Using Breast Imaging Reporting and Data System (BI-RADS) classification [Table 4] for studying mammographic findings, 58.6% of the women belonged to BI-RADS I, 34.6% to BI-RADS II and 7% to BI-RADS III and none in BI-RADS IV. Benign lesions on mammography were seen in 35.6% of women [Table 5]. A total of four women were selected for interventions in the form of FNAC or smears from nipple discharge. In one patient with significantly enlarged axillary lymph node on mammography, underwent FNAC which was reported as granulomatous infection s/o tuberculosis. She underwent 6 months of directly observed treatment, short-course (DOTS) therapy and was disease free on follow up. Another patient with nipple discharge, Bilateral ductal ectasia and BI-RADS III on mammography underwent cytologic examination of nipple discharge which was negative for malignancy. The third patient had simple cyst with BI-RADS III, underwent FNAC which was reported as benign cyst. In the fourth patient, two fibroadenomas with BI-RADS II was the clinical diagnosis. The fibroadenomas measured (i) 3.2 cm × 1.3 cm × 1.4 cm and (ii) 2.0 cm × 0.8 cm × 1.6 cm, which did not increase in size on 6 months follow up and then she opted for Aryuvedic treatment elsewhere. Benign breast lesions detected on mammography are tabulated in [Table 5], the common ones being axillary lymph nodes (33.3%), fibroadenoma (32.2%) and simple cyst (12%). Ultrasound of breast was used to complement mammography, was done in 322 women of the total 500 women screened.
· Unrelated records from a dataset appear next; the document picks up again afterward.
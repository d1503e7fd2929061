//! Invariants that hold for any catalog and any query.

use super::common::index_from;
use proptest::prelude::*;
use whisker::{
    highlight_word, search, search_with, tokenize_words, ScoringStrategy, SearchOptions,
    WeightPolicy, DEFAULT_LIMIT, EXACT_MATCH_SCORE,
};

// ============================================================================
// STRATEGIES
// ============================================================================

/// Generate random word-like strings.
fn word_strategy() -> impl Strategy<Value = String> {
    prop::string::string_regex("[a-z]{2,8}").unwrap()
}

/// Generate a sentence of words ending in a period.
fn sentence_strategy() -> impl Strategy<Value = String> {
    prop::collection::vec(word_strategy(), 1..8).prop_map(|words| format!("{}.", words.join(" ")))
}

/// Generate a catalog of descriptions, one per breed.
fn catalog_strategy() -> impl Strategy<Value = Vec<String>> {
    prop::collection::vec(
        prop::collection::vec(sentence_strategy(), 1..4).prop_map(|s| s.join(" ")),
        1..10,
    )
}

fn strategy_strategy() -> impl Strategy<Value = ScoringStrategy> {
    prop::sample::select(vec![
        ScoringStrategy::Last,
        ScoringStrategy::Max,
        ScoringStrategy::Sum,
    ])
}

fn build(descriptions: &[String]) -> whisker::SearchIndex {
    let names: Vec<String> = (0..descriptions.len()).map(|i| format!("Breed{i}")).collect();
    let pairs: Vec<(&str, &str)> = names
        .iter()
        .zip(descriptions)
        .map(|(n, d)| (n.as_str(), d.as_str()))
        .collect();
    index_from(&pairs)
}

// ============================================================================
// RESULT LIST PROPERTIES
// ============================================================================

proptest! {
    /// Property: results are positive, best-first, and never exceed the limit.
    #[test]
    fn prop_results_ranked_and_bounded(
        catalog in catalog_strategy(),
        query in prop::collection::vec(word_strategy(), 1..4).prop_map(|w| w.join(" ")),
        strategy in strategy_strategy(),
        limit in 0usize..8,
    ) {
        let index = build(&catalog);
        let options = SearchOptions { limit, strategy, ..SearchOptions::default() };
        let results = search_with(&index, &query, &options).unwrap();

        prop_assert!(results.len() <= limit);
        for r in &results {
            prop_assert!(r.total_score > 0.0);
        }
        for pair in results.windows(2) {
            prop_assert!(pair[0].total_score >= pair[1].total_score);
            if pair[0].total_score == pair[1].total_score {
                prop_assert!(pair[0].paragraph_id < pair[1].paragraph_id);
            }
        }
    }

    /// Property: a word taken from a breed's text scores that breed at least
    /// one exact match, and puts it in the result list when few breeds tie.
    #[test]
    fn prop_exact_word_is_found(catalog in catalog_strategy(), pick in any::<prop::sample::Index>()) {
        let index = build(&catalog);
        let entity = &index.entities()[pick.index(index.len())];
        prop_assume!(!entity.model.is_empty());
        let word = entity.model.first().unwrap().word.clone();

        let options = SearchOptions { limit: usize::MAX, ..SearchOptions::default() };
        let results = search_with(&index, &word, &options).unwrap();
        let hit = results.iter().find(|r| r.key == entity.key);
        prop_assert!(hit.is_some());
        prop_assert!(hit.unwrap().total_score >= EXACT_MATCH_SCORE * 0.999);
    }

    /// Property: searching twice gives the same answer.
    #[test]
    fn prop_search_is_deterministic(catalog in catalog_strategy(), query in word_strategy()) {
        let index = build(&catalog);
        let first = search(&index, &query).unwrap();
        let second = search(&index, &query).unwrap();
        prop_assert_eq!(first, second);
    }

    /// Property: the default limit is never exceeded.
    #[test]
    fn prop_default_limit(catalog in catalog_strategy(), query in word_strategy()) {
        let index = build(&catalog);
        let results = search(&index, &query).unwrap();
        prop_assert!(results.len() <= DEFAULT_LIMIT);
        prop_assert!(results.len() <= index.len());
    }

    /// Property: scaling by weight never turns a non-match into a match.
    #[test]
    fn prop_scale_only_reorders_or_drops(catalog in catalog_strategy(), query in word_strategy()) {
        let index = build(&catalog);
        let all = SearchOptions { limit: usize::MAX, ..SearchOptions::default() };
        let scaled = SearchOptions { weights: WeightPolicy::Scale, ..all };

        let plain: Vec<&str> = search_with(&index, &query, &all).unwrap().iter().map(|r| r.key).collect();
        for r in search_with(&index, &query, &scaled).unwrap() {
            prop_assert!(plain.contains(&r.key));
        }
    }
}

// ============================================================================
// HIGHLIGHT PROPERTIES
// ============================================================================

proptest! {
    /// Property: any excerpt reassembles from its three parts.
    #[test]
    fn prop_highlight_parts_concatenate(
        words in prop::collection::vec("[a-zA-Zé]{1,10}", 1..30),
        pick in any::<prop::sample::Index>(),
    ) {
        let text = words.join(" ");
        let word = &words[pick.index(words.len())];
        let h = highlight_word(&text, word).unwrap();

        prop_assert_eq!(format!("{}{}{}", h.excerpt1, h.highlight_word, h.excerpt2), h.excerpt.clone());
        prop_assert_eq!(h.index, h.excerpt1.len());
        prop_assert!(h.excerpt.contains(word.as_str()));
    }

    /// Property: the excerpt never holds more than the window allows.
    #[test]
    fn prop_highlight_window_bounded(
        words in prop::collection::vec("[a-z]{1,6}", 1..60),
        pick in any::<prop::sample::Index>(),
    ) {
        let text = words.join(" ");
        let word = &words[pick.index(words.len())];
        let h = highlight_word(&text, word).unwrap();
        // 30 chars each side, plus a trailing word of at most 6, plus two ellipses
        prop_assert!(h.excerpt.chars().count() <= word.chars().count() + 30 + 30 + 6 + 6);
    }

    /// Property: tokens never contain separators.
    #[test]
    fn prop_tokens_are_word_chars(text in "\\PC{0,80}") {
        for token in tokenize_words(&text) {
            prop_assert!(!token.is_empty());
            prop_assert!(token.chars().all(|c| c.is_alphanumeric() || c == '_'));
        }
    }
}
The findings of Ultrasound of the breast are charted in [Table 6]. The salient findings of Ultrasound breast examination are a normal examination in 152 women, fibroadenosis in 99 women, axillary lymph nodes in 23 women, and simple cyst in 17 women. All women (n = 35) who had BI-RADSIII on mammography underwent ultrasound examination as well. Ultrasound findings were normal in 13 women with BIRADS III on mammography, simple cyst was seen in 11 women, eight women had changes suggestive of fibroadenosis and axillary lymph node seen in three women [Table 7].
|Table 7: Breast Imaging Reporting and Data System III and ultrasound correlation (n=35)|
Click here to view
| Discussion|| |
The project included the study of risk factors for breast cancer, modifiable and nonmodifiable risk factors were taken into account.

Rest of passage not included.